L’imagerie in vivo est en accord avec les 3 principes « R » de Russel et Burch (1959), qui revendiquent un placement R, une éducation Ret une finesse Rdes expériences sur les animaux6, car l’imagerie augmente les lectures d’un animal à plusieurs points temporels et permet une réduction des nombres globaux. À l’heure actuelle, l’inflammation ou l’état de la myéline est principalement évalué ex vivo par immunohistochimie, analyse FACS ou différentes méthodes de biologie moléculaire 7, toutes nécessitant l’euthanasie de souris à des moments précis.
Un certain nombre de sondes de système d’imagerie in vivo ont été développées pour évaluer l’inflammation de la peau, des articulations et du système vasculaire. Les techniques reposent sur l’activation de substrats fluorescents bioluminescents ou dans le proche infrarouge par des peroxydases tissulaires, notamment la myéloperoxydase (MPO), les métalloprotéinases matricielles (MMPs)8, et les cathepsines9 ou cyclooxygénase2. Ces sondes ont été principalement validées dans des modèles d’arthrite ou d’athérosclérose9,10. Une sonde sensible à la cathepsine a également été utilisée pour l’imagerie tomographique moléculaire par fluorescence de EAE11. Les MMP, en particulier MMP2 et MMP9, contribuent à la perturbation de la BHE médiée par la protéase dans l’EAE et sont régulées à la hausse aux sites d’infiltration des cellules immunitaires12, ce qui suggère que ces sondes peuvent être utiles pour l’imagerie de l’EAE. Il en va de même pour les sondes à base de peroxydase ou de cathepsine.

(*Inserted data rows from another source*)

/// The polygon corridor found by [`NavMeshQuery::find_path`].
#[derive(Debug, Clone, PartialEq, Default)]
pub struct PathResult {
    /// Polygons from the start polygon onwards.
    pub polys: Vec<PolyRef>,
    /// `false` if the end polygon was not reached and the corridor leads to the closest polygon instead.
    pub complete: bool,
    /// `true` if the search ran out of nodes.
    pub out_of_nodes: bool,
}

bitflags! {
    /// Describes a point of a straight path.
    #[derive(Debug, Clone, Copy, PartialEq, Eq, Hash, Default)]
    #[cfg_attr(feature = "serialize", derive(serde::Serialize, serde::Deserialize))]
    pub struct StraightPathFlags: u8 {
        /// The first point of the path.
        const START = 0x01;
        /// The last point of the path.
        const END = 0x02;
        /// The point where an off-mesh connection is entered.
        const OFF_MESH_CONNECTION = 0x04;
    }
}

/// A corner of a straight path.
#[derive(Debug, Clone, Copy, PartialEq)]
pub struct StraightPathPoint {
    /// Where the corner is.
    pub pos: Vec3,
    /// What kind of corner it is.
    pub flags: StraightPathFlags,
    /// The polygon entered at the corner, [`PolyRef::NULL`] for the end point.
    pub poly: PolyRef,
}

/// Runs queries against a [`NavMesh`].
///
/// Owns the scratch memory of its searches, so one query object per thread is enough.
#[derive(Debug, Clone)]
pub struct NavMeshQuery<'a> {
    pub(crate) nav_mesh: &'a NavMesh,
    pub(crate) pool: NodePool,
    pub(crate) open: OpenList,
}
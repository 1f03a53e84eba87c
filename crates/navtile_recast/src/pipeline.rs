use thiserror::Error;

use crate::{
    Aabb3d, AreaType, CompactHeightfield, DetailNavmesh, NavmeshConfig, PartitionType,
    PolygonMesh, TriMesh,
    compact_heightfield::CompactHeightfieldError,
    detail_mesh::DetailNavmeshError,
    heightfield::{Heightfield, HeightfieldError},
    poly_mesh::PolygonMeshError,
    rasterize::RasterizationError,
    region::RegionError,
};

/// The output of a full Recast build: the polygon mesh and its height detail.
#[derive(Debug, Clone, PartialEq, Default)]
#[cfg_attr(feature = "serialize", derive(serde::Serialize, serde::Deserialize))]
pub struct NavmeshMeshes {
    /// The convex polygons of the walkable surface.
    pub polygon_mesh: PolygonMesh,
    /// The height detail of [`NavmeshMeshes::polygon_mesh`].
    pub detail_mesh: DetailNavmesh,
}

/// An axis-aligned volume that overrides the area of every walkable span inside it.
#[derive(Debug, Clone, Copy, PartialEq)]
#[cfg_attr(feature = "serialize", derive(serde::Serialize, serde::Deserialize))]
pub struct AreaBox {
    /// The bounds of the volume in the same space as the input geometry.
    pub aabb: Aabb3d,
    /// The area to stamp.
    pub area: AreaType,
}

/// The stage of [`NavmeshConfig::build_meshes`] that failed.
#[derive(Error, Debug)]
pub enum NavmeshBuildError {
    /// The heightfield could not be created.
    #[error("Could not create heightfield: {0}")]
    Heightfield(#[from] HeightfieldError),
    /// The triangles could not be rasterized.
    #[error("Could not rasterize triangles: {0}")]
    Rasterization(#[from] RasterizationError),
    /// The compact heightfield could not be built.
    #[error("Could not build compact heightfield: {0}")]
    CompactHeightfield(#[from] CompactHeightfieldError),
    /// Region partitioning failed.
    #[error("Could not build regions: {0}")]
    Regions(#[from] RegionError),
    /// The contours could not be triangulated.
    #[error("Could not triangulate contours: {0}")]
    PolygonMesh(#[from] PolygonMeshError),
    /// The detail mesh could not be built.
    #[error("Could not build detail mesh: {0}")]
    DetailMesh(#[from] DetailNavmeshError),
}

impl Heightfield {
    /// Rasterizes `trimesh`, whose areas must already be marked, and clears every surface
    /// an agent with the given height and climb (in voxels) cannot stand on.
    pub fn populate_from_trimesh(
        &mut self,
        trimesh: &TriMesh,
        walkable_height: u16,
        walkable_climb: u16,
    ) -> Result<(), RasterizationError> {
        // Areas of surfaces within one step of each other merge.
        self.rasterize_triangles(trimesh, walkable_climb)?;
        self.filter_low_hanging_walkable_obstacles(walkable_climb);
        self.filter_walkable_low_height_spans(walkable_height);
        self.filter_ledge_spans(walkable_height, walkable_climb);
        Ok(())
    }
}

impl NavmeshConfig {
    /// Runs the whole voxel pipeline over `trimesh`.
    ///
    /// Triangles are classified by [`NavmeshConfig::walkable_slope_angle`] first.
    /// `area_boxes` are stamped after erosion, so they take precedence over the areas of the geometry.
    /// [`NavmeshConfig::area_cylinders`] go last.
    /// Returns an empty [`NavmeshMeshes`] if nothing is walkable.
    pub fn build_meshes(
        &self,
        mut trimesh: TriMesh,
        area_boxes: &[AreaBox],
    ) -> Result<NavmeshMeshes, NavmeshBuildError> {
        trimesh.mark_walkable_triangles(self.walkable_slope_angle);

        let mut heightfield = Heightfield::with_size(
            self.aabb,
            self.cell_size,
            self.cell_height,
            self.width,
            self.height,
        )?;
        heightfield.populate_from_trimesh(&trimesh, self.walkable_height, self.walkable_climb)?;

        let mut compact = heightfield.into_compact(self.walkable_height, self.walkable_climb)?;
        compact.erode_walkable_area(self.walkable_radius);
        for volume in &self.area_volumes {
            compact.mark_convex_poly_area(volume);
        }
        for area_box in area_boxes {
            compact.mark_box_area(&area_box.aabb, area_box.area);
        }
        for cylinder in &self.area_cylinders {
            compact.mark_cylinder_area(cylinder);
        }

        self.partition(&mut compact)?;

        let contours =
            compact.build_contours(self.max_simplification_error, self.max_edge_len, self.contour_flags);
        tracing::debug!("Built {} contours", contours.contours.len());
        let polygon_mesh = contours.into_polygon_mesh(self.max_vertices_per_polygon as usize)?;
        let detail_mesh = DetailNavmesh::new(
            &polygon_mesh,
            &compact,
            self.detail_sample_dist,
            self.detail_sample_max_error,
        )?;
        Ok(NavmeshMeshes {
            polygon_mesh,
            detail_mesh,
        })
    }

    fn partition(&self, compact: &mut CompactHeightfield) -> Result<(), RegionError> {
        match self.partition {
            PartitionType::Watershed => {
                compact.build_distance_field();
                compact.build_regions(self.border_size, self.min_region_area, self.merge_region_area)
            }
            PartitionType::Monotone => compact.build_regions_monotone(
                self.border_size,
                self.min_region_area,
                self.merge_region_area,
            ),
        }
    }
}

Techniquement, l’imagerie de l’inflammation dans le cerveau ou la moelle épinière est beaucoup plus difficile car le crâne ou la colonne vertébrale absorbent les signaux bioluminescents et proches infrarouges.
En plus des indicateurs d’inflammation, des produits chimiques fluorescents ont été décrits, qui se lient spécifiquement à la myéline et peuvent permettre de quantifier la myélinisation13. Une sonde fluorescente proche infrarouge, l’iodure de 3,3'-diéthylthiatricarbocyanine (DBT), s’est avérée se lier spécifiquement aux fibres myélinisées et a été validée en tant qu’outil quantitatif dans des modèles murins de défauts de myélinisation primaires et dans la démyélinisation évoquée par la cuprizone14. Dans l’EAE, le signal DBT était plutôt augmenté, reflétant l’inflammation des fibres de myéline5.

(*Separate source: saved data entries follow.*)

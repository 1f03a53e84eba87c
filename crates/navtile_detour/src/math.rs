//! 2D and 3D geometry used by the tile store and the queries. All 2D helpers work on the xz-plane.

use glam::Vec3;

/// Squared distance under which two points are considered equal.
const EQUAL_THRESHOLD_SQR: f32 = (1.0 / 16384.0) * (1.0 / 16384.0);

#[inline]
pub(crate) fn nearly_equal(a: Vec3, b: Vec3) -> bool {
    a.distance_squared(b) < EQUAL_THRESHOLD_SQR
}

/// Signed area of the triangle `abc` on the xz-plane, times two.
#[inline]
pub(crate) fn tri_area_2d(a: Vec3, b: Vec3, c: Vec3) -> f32 {
    let abx = b.x - a.x;
    let abz = b.z - a.z;
    let acx = c.x - a.x;
    let acz = c.z - a.z;
    acx * abz - abx * acz
}

#[inline]
pub(crate) fn perp_2d(u: Vec3, v: Vec3) -> f32 {
    u.z * v.x - u.x * v.z
}

#[inline]
pub(crate) fn dist_2d_sqr(a: Vec3, b: Vec3) -> f32 {
    let dx = b.x - a.x;
    let dz = b.z - a.z;
    dx * dx + dz * dz
}

/// Squared distance from `point` to the segment `pq` on the xz-plane and the parameter of the closest point.
pub(crate) fn dist_point_segment_sqr_2d(point: Vec3, p: Vec3, q: Vec3) -> (f32, f32) {
    let pqx = q.x - p.x;
    let pqz = q.z - p.z;
    let dx = point.x - p.x;
    let dz = point.z - p.z;
    let d = pqx * pqx + pqz * pqz;
    let mut t = pqx * dx + pqz * dz;
    if d > 0.0 {
        t /= d;
    }
    let t = t.clamp(0.0, 1.0);
    let dx = p.x + t * pqx - point.x;
    let dz = p.z + t * pqz - point.z;
    (dx * dx + dz * dz, t)
}

/// Even-odd test on the xz-plane.
pub(crate) fn point_in_polygon(point: Vec3, vertices: &[Vec3]) -> bool {
    let mut inside = false;
    let mut j = vertices.len().wrapping_sub(1);
    for (i, vi) in vertices.iter().enumerate() {
        let vj = vertices[j];
        if (vi.z > point.z) != (vj.z > point.z)
            && point.x < (vj.x - vi.x) * (point.z - vi.z) / (vj.z - vi.z) + vi.x
        {
            inside = !inside;
        }
        j = i;
    }
    inside
}

/// Like [`point_in_polygon`], but also reports the squared distance and segment parameter for every edge.
/// Edge `j` runs from vertex `j` to vertex `j + 1`.
pub(crate) fn dist_point_poly_edges_sqr(
    point: Vec3,
    vertices: &[Vec3],
    distances: &mut [f32],
    params: &mut [f32],
) -> bool {
    let n = vertices.len();
    let mut j = n.wrapping_sub(1);
    for i in 0..n {
        let (d, t) = dist_point_segment_sqr_2d(point, vertices[j], vertices[i]);
        distances[j] = d;
        params[j] = t;
        j = i;
    }
    point_in_polygon(point, vertices)
}

/// Height of the triangle `abc` under `point` if `point` lies within it on the xz-plane.
pub(crate) fn closest_height_point_triangle(point: Vec3, a: Vec3, b: Vec3, c: Vec3) -> Option<f32> {
    const EPS: f32 = 1e-6;
    let v0 = c - a;
    let v1 = b - a;
    let v2 = point - a;

    // Degenerate when seen from above.
    let denom = v0.x * v1.z - v0.z * v1.x;
    if denom.abs() < EPS {
        return None;
    }

    let mut u = v1.z * v2.x - v1.x * v2.z;
    let mut v = v0.x * v2.z - v0.z * v2.x;
    let mut denom = denom;
    if denom < 0.0 {
        denom = -denom;
        u = -u;
        v = -v;
    }

    if u >= 0.0 && v >= 0.0 && (u + v) <= denom {
        Some(a.y + (v0.y * u + v1.y * v) / denom)
    } else {
        None
    }
}

/// The part of `p0..p1` inside the convex polygon on the xz-plane.
#[derive(Debug, Clone, Copy)]
pub(crate) struct SegmentPolyIntersection {
    pub(crate) tmin: f32,
    pub(crate) tmax: f32,
    /// The edge the segment enters through, `None` if it starts inside.
    pub(crate) enter_edge: Option<usize>,
    /// The edge the segment leaves through, `None` if it ends inside.
    pub(crate) leave_edge: Option<usize>,
}

pub(crate) fn intersect_segment_poly_2d(
    p0: Vec3,
    p1: Vec3,
    vertices: &[Vec3],
) -> Option<SegmentPolyIntersection> {
    const EPS: f32 = 1e-6;
    let mut hit = SegmentPolyIntersection {
        tmin: 0.0,
        tmax: 1.0,
        enter_edge: None,
        leave_edge: None,
    };
    let dir = p1 - p0;
    let n = vertices.len();
    let mut j = n.wrapping_sub(1);
    for i in 0..n {
        let edge = vertices[i] - vertices[j];
        let diff = p0 - vertices[j];
        let num = perp_2d(edge, diff);
        let den = perp_2d(dir, edge);
        if den.abs() < EPS {
            // Parallel to the edge.
            if num < 0.0 {
                return None;
            }
            j = i;
            continue;
        }
        let t = num / den;
        if den < 0.0 {
            if t > hit.tmin {
                hit.tmin = t;
                hit.enter_edge = Some(j);
                if hit.tmin > hit.tmax {
                    return None;
                }
            }
        } else if t < hit.tmax {
            hit.tmax = t;
            hit.leave_edge = Some(j);
            if hit.tmax < hit.tmin {
                return None;
            }
        }
        j = i;
    }
    Some(hit)
}

/// Twice the area of a convex polygon on the xz-plane, independent of winding.
pub(crate) fn poly_area_2d(vertices: &[Vec3]) -> f32 {
    let mut area = 0.0;
    for i in 2..vertices.len() {
        area += tri_area_2d(vertices[0], vertices[i - 1], vertices[i]);
    }
    area.abs()
}

/// Maps two uniform samples in `[0, 1)` to a point inside a convex polygon, uniformly by area.
pub(crate) fn random_point_in_convex_poly(vertices: &[Vec3], s: f32, t: f32) -> Vec3 {
    let n = vertices.len();
    let mut areas = [0.0_f32; crate::tile_data::MAX_VERTICES_PER_POLYGON];
    let mut area_sum = 0.0;
    for i in 2..n {
        areas[i] = tri_area_2d(vertices[0], vertices[i - 1], vertices[i])
            .abs()
            .max(0.001);
        area_sum += areas[i];
    }

    let threshold = s * area_sum;
    let mut accumulated = 0.0;
    let mut u = 1.0;
    let mut triangle = n - 1;
    for i in 2..n {
        let area = areas[i];
        if threshold >= accumulated && threshold < accumulated + area {
            u = (threshold - accumulated) / area;
            triangle = i;
            break;
        }
        accumulated += area;
    }

    let v = t.sqrt();
    let a = 1.0 - v;
    let b = (1.0 - u) * v;
    let c = u * v;
    vertices[0] * a + vertices[triangle - 1] * b + vertices[triangle] * c
}

/// The tile-neighbour direction opposite to `side`.
#[inline]
pub(crate) fn opposite_side(side: u8) -> u8 {
    (side + 4) & 0x7
}

#[cfg(test)]
mod tests {
    use super::*;
    use approx::assert_relative_eq;

    fn square() -> [Vec3; 4] {
        [
            Vec3::new(0.0, 0.0, 0.0),
            Vec3::new(0.0, 0.0, 1.0),
            Vec3::new(1.0, 0.0, 1.0),
            Vec3::new(1.0, 0.0, 0.0),
        ]
    }

    #[test]
    fn point_in_square() {
        assert!(point_in_polygon(Vec3::new(0.5, 3.0, 0.5), &square()));
        assert!(!point_in_polygon(Vec3::new(1.5, 0.0, 0.5), &square()));
    }

    #[test]
    fn segment_distance_clamps_to_the_ends() {
        let (d, t) =
            dist_point_segment_sqr_2d(Vec3::new(2.0, 0.0, 0.0), Vec3::ZERO, Vec3::new(1.0, 0.0, 0.0));
        assert_relative_eq!(d, 1.0);
        assert_relative_eq!(t, 1.0);
    }

    #[test]
    fn height_inside_sloped_triangle() {
        let h = closest_height_point_triangle(
            Vec3::new(0.25, 10.0, 0.25),
            Vec3::new(0.0, 0.0, 0.0),
            Vec3::new(0.0, 0.0, 1.0),
            Vec3::new(1.0, 1.0, 0.0),
        );
        assert_relative_eq!(h.unwrap(), 0.25);
        assert!(
            closest_height_point_triangle(
                Vec3::new(2.0, 0.0, 2.0),
                Vec3::new(0.0, 0.0, 0.0),
                Vec3::new(0.0, 0.0, 1.0),
                Vec3::new(1.0, 1.0, 0.0),
            )
            .is_none()
        );
    }

    #[test]
    fn random_points_stay_inside() {
        let square = square();
        for (s, t) in [(0.0, 0.0), (0.3, 0.7), (0.99, 0.99), (0.5, 0.01)] {
            let point = random_point_in_convex_poly(&square, s, t);
            assert!((-1e-4..=1.0001).contains(&point.x));
            assert!((-1e-4..=1.0001).contains(&point.z));
        }
    }

    #[test]
    fn area_ignores_winding() {
        let mut square = square();
        assert_relative_eq!(poly_area_2d(&square), 2.0);
        square.reverse();
        assert_relative_eq!(poly_area_2d(&square), 2.0);
    }
}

Une autre caractéristique de l’EAE et de la SEP est la dégradation de la BHE, entraînant une augmentation de la perméabilité vasculaire et l’extravasation des cellules sanguines, du liquide extracellulaire et des macromolécules dans le parenchyme du SNC. Cela peut entraîner un œdème, une inflammation, des lésions oligodendrocytaires et, éventuellement, une démyélinisation15,16. Par conséquent, la visualisation de la fuite de la BHE à l’aide de sondes fluorescentes, telles que l’albumine sérique bovine marquée au fluorochrome5, qui se distribuent normalement très lentement du sang aux tissus, peut être utile pour évaluer l’EAE.
Dans la présente étude, nous avons évalué l’utilité de différentes sondes dans l’EAE et montré la procédure pour la technique bioluminescente la plus fiable et la plus robuste. De plus, nous discutons des avantages et des inconvénients des sondes dans le proche infrarouge pour l’activité MMP et l’intégrité de la BHE.